Crop and Pasture Science Crop and Pasture Science Society
Plant sciences, sustainable farming systems and food quality
RESEARCH ARTICLE

Agriculture in central Tibet: an assessment of climate, farming systems, and strategies to boost production

Nicholas Paltridge A F , Jin Tao B , Murray Unkovich A , Alessandra Bonamano C , Alexandra Gason A , Samantha Grover D , John Wilkins E , Nyima Tashi B and David Coventry A
+ Author Affiliations
- Author Affiliations

A School of Agriculture Food and Wine, Waite Campus, The University of Adelaide, PMB 1, Glen Osmond, SA 5064, Australia.

B Tibet Agricultural Research Institute, Lhasa, Tibet Autonomous Region, China.

C Department of Environmental Agronomy and Crop Production, University of Padova, Italy.

D School of Environmental and Life Sciences, Charles Darwin University, Darwin, NT 0909, Australia.

E NSW Department of Primary Industries, Wagga Wagga Agriculture Institute, Private Bag, Wagga Wagga, NSW 2650, Australia.

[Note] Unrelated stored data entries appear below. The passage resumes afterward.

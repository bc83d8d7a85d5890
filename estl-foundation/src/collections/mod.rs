// ESTL - estl-foundation
// Module: Collections
//
// Copyright (c) 2025 The ESTL Project Developers
// Licensed under the MIT license.
// SPDX-License-Identifier: MIT

//! Fixed-capacity collections with inline storage.
//!
//! Both containers keep their elements in an inline array sized by a const
//! generic parameter. Nothing is ever allocated; a container that would
//! outgrow its capacity reports a contract violation instead.
//!
//! - [`StaticVec`]: ordered sequence, O(1) push/pop, O(n) insert/remove
//! - [`StaticMap`]: sorted unique-key map, O(n) lookup, insert and erase

mod inline;
mod static_map;
mod static_vec;

pub use inline::IntoIter;
pub use static_map::{
    Entry, IntoIter as MapIntoIter, Iter as MapIter, IterMut as MapIterMut, MapCursor,
    OccupiedEntry, StaticMap, VacantEntry,
};
pub use static_vec::{StaticVec, VecCursor};

/// Detached handle to a slot in a [`StaticMap`].
///
/// A position is a plain index and does not borrow the map. It stays
/// meaningful only while no insert or erase shifts the slots at or before
/// it; operations taking a stale position past the end report
/// [`estl_error::codes::INVALID_POSITION`].
#[derive(Debug, Clone, Copy, PartialEq, Eq, PartialOrd, Ord, Hash)]
pub struct Position(usize);

impl Position {
    pub(crate) const fn new(index: usize) -> Self {
        Self(index)
    }

    /// Zero-based slot index.
    #[inline]
    #[must_use]
    pub const fn index(self) -> usize {
        self.0
    }
}
// Integration test for the abort contract policy
// Every test here installs `ViolationPolicy::Abort`; the policy is
// process-wide, so these live in their own test binary.

use estl_foundation::contract::{self, ViolationPolicy};
use estl_foundation::{StaticMap, StaticVec};

/// Installs the abort policy. Tests run on parallel threads, so nothing
/// here ever switches back to reporting.
fn abort_on_violation() {
    contract::set_policy(ViolationPolicy::Abort);
}

#[test]
#[should_panic(expected = "StaticVec capacity exceeded")]
fn test_push_past_capacity_aborts() {
    abort_on_violation();
    let mut vec = StaticVec::<u8, 1>::new();
    let _ = vec.push(1);
    let _ = vec.push(2);
}

#[test]
#[should_panic(expected = "StaticVec index out of bounds")]
fn test_checked_access_aborts() {
    abort_on_violation();
    let vec = StaticVec::<u8, 4>::new();
    let _ = vec.at(0);
}

#[test]
#[should_panic(expected = "StaticMap key not found")]
fn test_missing_key_aborts() {
    abort_on_violation();
    let map = StaticMap::<u8, u8, 4>::new();
    let _ = map.at(&7);
}

#[test]
#[should_panic(expected = "StaticMap capacity exceeded")]
fn test_full_map_aborts() {
    abort_on_violation();
    let mut map = StaticMap::<u8, u8, 1>::new();
    let _ = map.insert(1, 1);
    let _ = map.insert(2, 2);
}

#[test]
fn test_successful_operations_do_not_abort() {
    abort_on_violation();
    assert_eq!(contract::policy(), ViolationPolicy::Abort);

    let mut map = StaticMap::<u8, u8, 1>::new();
    assert!(map.insert(1, 1).is_ok());
    // Duplicate keys are not a violation, even when full.
    assert!(matches!(map.insert(1, 2), Ok((_, false))));
    // Bulk assignment truncates instead of failing.
    let mut vec = StaticVec::<u8, 2>::new();
    assert_eq!(vec.assign_slice(&[1, 2, 3]), 2);
}
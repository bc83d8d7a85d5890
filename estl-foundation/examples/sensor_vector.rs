//! Keeps a bounded list of sensor readings in a `StaticVec`.
//!
//! Run with `cargo run -p estl-foundation --example sensor_vector`.

use estl_foundation::{algorithm, Result, StaticVec};

#[derive(Debug, Clone, Copy)]
struct Sensor {
    id:          u8,
    temperature: f32,
    active:      bool,
}

impl Sensor {
    const fn new(id: u8, temperature: f32, active: bool) -> Self {
        Self {
            id,
            temperature,
            active,
        }
    }
}

fn print_sensors(title: &str, sensors: &[Sensor]) {
    println!("{title}");
    for sensor in sensors {
        println!(
            "  sensor {:>2}: {:5.1} C {}",
            sensor.id,
            sensor.temperature,
            if sensor.active { "active" } else { "idle" }
        );
    }
}

fn main() -> Result<()> {
    let mut sensors = StaticVec::<Sensor, 10>::new();

    sensors.push(Sensor::new(1, 22.5, true))?;
    sensors.push(Sensor::new(2, 25.1, true))?;
    sensors.push(Sensor::new(3, 18.7, false))?;
    print_sensors("initial:", &sensors);

    sensors.insert(1, Sensor::new(4, 30.2, true))?;
    print_sensors("after inserting sensor 4 at index 1:", &sensors);

    let removed = sensors.remove(2)?;
    println!("removed sensor {}", removed.id);

    let active = algorithm::count_if(&sensors, |sensor| sensor.active);
    println!("{active} of {} sensors active (capacity {})", sensors.len(), sensors.capacity());

    if let Some(index) = algorithm::max_element_by(&sensors, |a, b| a.temperature < b.temperature) {
        println!("hottest: sensor {}", sensors[index].id);
    }

    algorithm::insertion_sort_by(&mut sensors, |a, b| a.temperature < b.temperature);
    print_sensors("sorted by temperature:", &sensors);

    sensors.clear();
    println!("cleared, empty: {}", sensors.is_empty());
    Ok(())
}
// ESTL - estl-error
// Module: Error Handling
//
// Copyright (c) 2025 The ESTL Project Developers
// Licensed under the MIT license.
// SPDX-License-Identifier: MIT

//! estl error handling library
//!
//! The fixed-capacity containers never unwind to report a broken
//! precondition. Every fallible operation returns [`Result`], whose error
//! value is a small `Copy` struct that needs no allocator.
//!
//! # Error Categories
//!
//! ## Capacity Errors (1000-1999)
//! - Insertion into a full container
//! - Conversion from a slice longer than the capacity
//!
//! ## Bounds Errors (2000-2999)
//! - Checked index access outside the live range
//! - Stale position handles
//!
//! ## Lookup Errors (3000-3999)
//! - Must-exist key lookups on absent keys
//!
//! # Usage
//!
//! ```
//! use estl_error::{codes, Error, ErrorCategory};
//!
//! let error = Error::capacity_exceeded("StaticVec capacity exceeded");
//! assert_eq!(error.category, ErrorCategory::Capacity);
//! assert_eq!(error.code, codes::CAPACITY_EXCEEDED);
//! ```

#![cfg_attr(not(any(feature = "std", test)), no_std)]
#![forbid(unsafe_code)]
#![deny(clippy::all)]
#![warn(clippy::pedantic)]
#![deny(missing_docs)]
#![allow(clippy::module_name_repetitions)]

/// Error codes for estl
pub mod codes;
/// Error and error handling types
pub mod errors;

pub use errors::{Error, ErrorCategory, ErrorSource};

/// A specialized `Result` type for estl operations.
///
/// This type alias uses `estl_error::Error` as the error type and is
/// suitable for `no_std` environments.
pub type Result<T> = core::result::Result<T, Error>;
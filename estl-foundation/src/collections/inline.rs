// ESTL - estl-foundation
// Module: InlineStorage - Uninitialized slot array with a live prefix
//
// Copyright (c) 2025 The ESTL Project Developers
// Licensed under the MIT license.
// SPDX-License-Identifier: MIT

// MaybeUninit handling for every container lives here (checked via KANI)
#![allow(unsafe_code)]

//! Raw inline storage shared by the containers.
//!
//! `InlineStorage<T, N>` owns `N` possibly-uninitialized slots and a live
//! count. Slots `[0, len)` hold constructed values; slots `[len, N)` are
//! uninitialized. Every method keeps that invariant, even when a `Drop`
//! implementation of `T` panics halfway through.

use core::fmt;
use core::iter::FusedIterator;
use core::mem::{ManuallyDrop, MaybeUninit};
use core::ptr;
use core::slice;

/// `N` slots of `T`, the first `len` of which are initialized.
pub(crate) struct InlineStorage<T, const N: usize> {
    /// Invariant: slots[0..len) are initialized
    slots: [MaybeUninit<T>; N],

    /// Invariant: len <= N
    len: usize,
}

impl<T, const N: usize> InlineStorage<T, N> {
    #[inline]
    pub(crate) const fn new() -> Self {
        Self {
            slots: [const { MaybeUninit::uninit() }; N],
            len:   0,
        }
    }

    #[inline]
    pub(crate) const fn len(&self) -> usize {
        self.len
    }

    #[inline]
    pub(crate) const fn is_full(&self) -> bool {
        self.len == N
    }

    #[inline]
    pub(crate) fn as_slice(&self) -> &[T] {
        // SAFETY: slots[0..len) are initialized and MaybeUninit<T> has the
        // layout of T
        unsafe { slice::from_raw_parts(self.slots.as_ptr().cast::<T>(), self.len) }
    }

    #[inline]
    pub(crate) fn as_mut_slice(&mut self) -> &mut [T] {
        // SAFETY: as above, and we hold the only borrow
        unsafe { slice::from_raw_parts_mut(self.slots.as_mut_ptr().cast::<T>(), self.len) }
    }

    /// Appends `value`, handing it back when every slot is taken.
    #[inline]
    pub(crate) fn push(&mut self, value: T) -> Result<(), T> {
        if self.len == N {
            return Err(value);
        }
        self.slots[self.len].write(value);
        self.len += 1;
        Ok(())
    }

    #[inline]
    pub(crate) fn pop(&mut self) -> Option<T> {
        if self.len == 0 {
            return None;
        }
        self.len -= 1;
        // SAFETY: slot `len` was initialized and is now outside the live
        // prefix, so it is read exactly once
        Some(unsafe { self.slots[self.len].assume_init_read() })
    }

    /// Places `value` at `index`, moving `[index, len)` one slot toward the
    /// tail, last element first.
    ///
    /// Hands `value` back when the storage is full or `index > len`.
    pub(crate) fn insert(&mut self, index: usize, value: T) -> Result<(), T> {
        if self.len == N || index > self.len {
            return Err(value);
        }

        for i in (index..self.len).rev() {
            // SAFETY: i < len, so the source is initialized; i + 1 <= len < N,
            // so the destination is in bounds. The source slot is
            // overwritten below or by the next iteration.
            unsafe {
                let moved = self.slots[i].assume_init_read();
                self.slots[i + 1].write(moved);
            }
        }

        self.slots[index].write(value);
        self.len += 1;
        Ok(())
    }

    /// Takes the value at `index` out, moving `(index, len)` one slot toward
    /// the front.
    pub(crate) fn remove(&mut self, index: usize) -> Option<T> {
        if index >= self.len {
            return None;
        }

        // SAFETY: index < len, so the slot is initialized
        let removed = unsafe { self.slots[index].assume_init_read() };

        for i in index..(self.len - 1) {
            // SAFETY: i + 1 < len, so the source is initialized; the
            // destination was vacated by the previous read
            unsafe {
                let moved = self.slots[i + 1].assume_init_read();
                self.slots[i].write(moved);
            }
        }

        self.len -= 1;
        Some(removed)
    }

    /// Drops every element at or after `new_len`.
    pub(crate) fn truncate(&mut self, new_len: usize) {
        if new_len >= self.len {
            return;
        }
        let tail_len = self.len - new_len;
        // Shrink first: a panicking destructor must not cause a double drop.
        self.len = new_len;
        // SAFETY: slots[new_len..new_len + tail_len) were initialized and
        // are no longer part of the live prefix
        unsafe {
            let tail = ptr::slice_from_raw_parts_mut(
                self.slots.as_mut_ptr().add(new_len).cast::<T>(),
                tail_len,
            );
            ptr::drop_in_place(tail);
        }
    }

    #[inline]
    pub(crate) fn clear(&mut self) {
        self.truncate(0);
    }

    /// Keeps the elements for which `keep` returns `true`, in order.
    pub(crate) fn retain<F: FnMut(&T) -> bool>(&mut self, mut keep: F) {
        let mut index = 0;
        while index < self.len {
            if keep(&self.as_slice()[index]) {
                index += 1;
            } else {
                drop(self.remove(index));
            }
        }
    }

    /// Exchanges contents with `other`, element by element.
    ///
    /// The common prefix is swapped in place; the longer side's surplus is
    /// moved into the shorter side, then the live counts are exchanged.
    pub(crate) fn swap_contents(&mut self, other: &mut Self) {
        let common = self.len.min(other.len);
        self.as_mut_slice()[..common].swap_with_slice(&mut other.as_mut_slice()[..common]);

        let (long, short) = if self.len > other.len {
            (self, other)
        } else {
            (other, self)
        };
        for i in common..long.len {
            // SAFETY: i < long.len, so the source is initialized; i >=
            // short.len, so the destination is vacant. long.len is lowered
            // below, so the source is never read again.
            unsafe {
                let moved = long.slots[i].assume_init_read();
                short.slots[i].write(moved);
            }
        }
        core::mem::swap(&mut long.len, &mut short.len);
    }
}

impl<T, const N: usize> Drop for InlineStorage<T, N> {
    fn drop(&mut self) {
        self.clear();
    }
}

impl<T: Clone, const N: usize> Clone for InlineStorage<T, N> {
    fn clone(&self) -> Self {
        let mut copy = Self::new();
        for (slot, item) in copy.slots.iter_mut().zip(self.as_slice()) {
            slot.write(item.clone());
            // Counted one by one so a panicking clone drops what was built.
            copy.len += 1;
        }
        copy
    }
}

impl<T, const N: usize> IntoIterator for InlineStorage<T, N> {
    type Item = T;
    type IntoIter = IntoIter<T, N>;

    fn into_iter(self) -> Self::IntoIter {
        let this = ManuallyDrop::new(self);
        IntoIter {
            // SAFETY: `this` is never dropped, so ownership of the slots
            // moves into the iterator exactly once
            slots: unsafe { ptr::read(&this.slots) },
            front: 0,
            back:  this.len,
        }
    }
}

/// Owning iterator over the elements of a fixed-capacity container.
///
/// Elements not consumed by the time the iterator is dropped are dropped
/// with it.
pub struct IntoIter<T, const N: usize> {
    /// Invariant: slots[front..back) are initialized
    slots: [MaybeUninit<T>; N],
    front: usize,
    back:  usize,
}

impl<T, const N: usize> IntoIter<T, N> {
    /// The elements not yet yielded.
    #[must_use]
    pub fn as_slice(&self) -> &[T] {
        // SAFETY: slots[front..back) are initialized
        unsafe {
            slice::from_raw_parts(
                self.slots.as_ptr().add(self.front).cast::<T>(),
                self.back - self.front,
            )
        }
    }
}

impl<T, const N: usize> Iterator for IntoIter<T, N> {
    type Item = T;

    #[inline]
    fn next(&mut self) -> Option<T> {
        if self.front == self.back {
            return None;
        }
        let index = self.front;
        self.front += 1;
        // SAFETY: index was inside the live window and has left it
        Some(unsafe { self.slots[index].assume_init_read() })
    }

    #[inline]
    fn size_hint(&self) -> (usize, Option<usize>) {
        let remaining = self.back - self.front;
        (remaining, Some(remaining))
    }
}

F Corresponding author. Email: nicholas.paltridge@adelaide.edu.au

Crop and Pasture Science 60(7) 627-639 https://doi.org/10.1071/CP08372
Submitted: 22 October 2008  Accepted: 23 April 2009   Published: 14 July 2009

Abstract

In the south of the Tibet Autonomous Region of China there is a network of valleys where intensive agriculture is practiced. Although considered highly productive by Tibetans, farm incomes in the region are low, leading to a range of government initiatives to boost grain and fodder production. However, there is limited information available on current farming practices, yields, and likely yield constraints. The present paper uses available data and farmer interviews to describe the agro-climate and current systems of crop and livestock production, and considers possible strategies to boost production. Although winters in Tibet are cold and dry, summer and autumn provide ideal conditions for crop growth. Cropping systems are characterised by heavy tillage, frequent irrigation, high seeding rates and fertiliser applications, some use of herbicides, and little stubble retention or mechanisation. Spring barley and winter wheat are the predominant crops, followed by rapeseed, winter barley, and minor fodder and vegetable crops. Average yields for the main grain crops are around 4.0 t/ha for spring barley and 4.5 t/ha for winter wheat, significantly lower than should be possible in the environment. Farmers typically keep five or six cattle tethered near the household. Cattle are fed diets based on crop residues but are generally malnourished and rarely produce beyond the needs of the family. It is suggested that research and extension in the areas of crop nutrition, weed control, irrigation, seeding technology, and crop varieties should enable significant increases in grain yield. Increases in cattle production will require increases in the supply of good quality fodder. Cereal/fodder intercrops or double crops sown using no-till seed drills might enable the production of useful amounts of fodder in many areas without jeopardising food grain supply, and allow more crop residues to be retained in fields for improved soil health.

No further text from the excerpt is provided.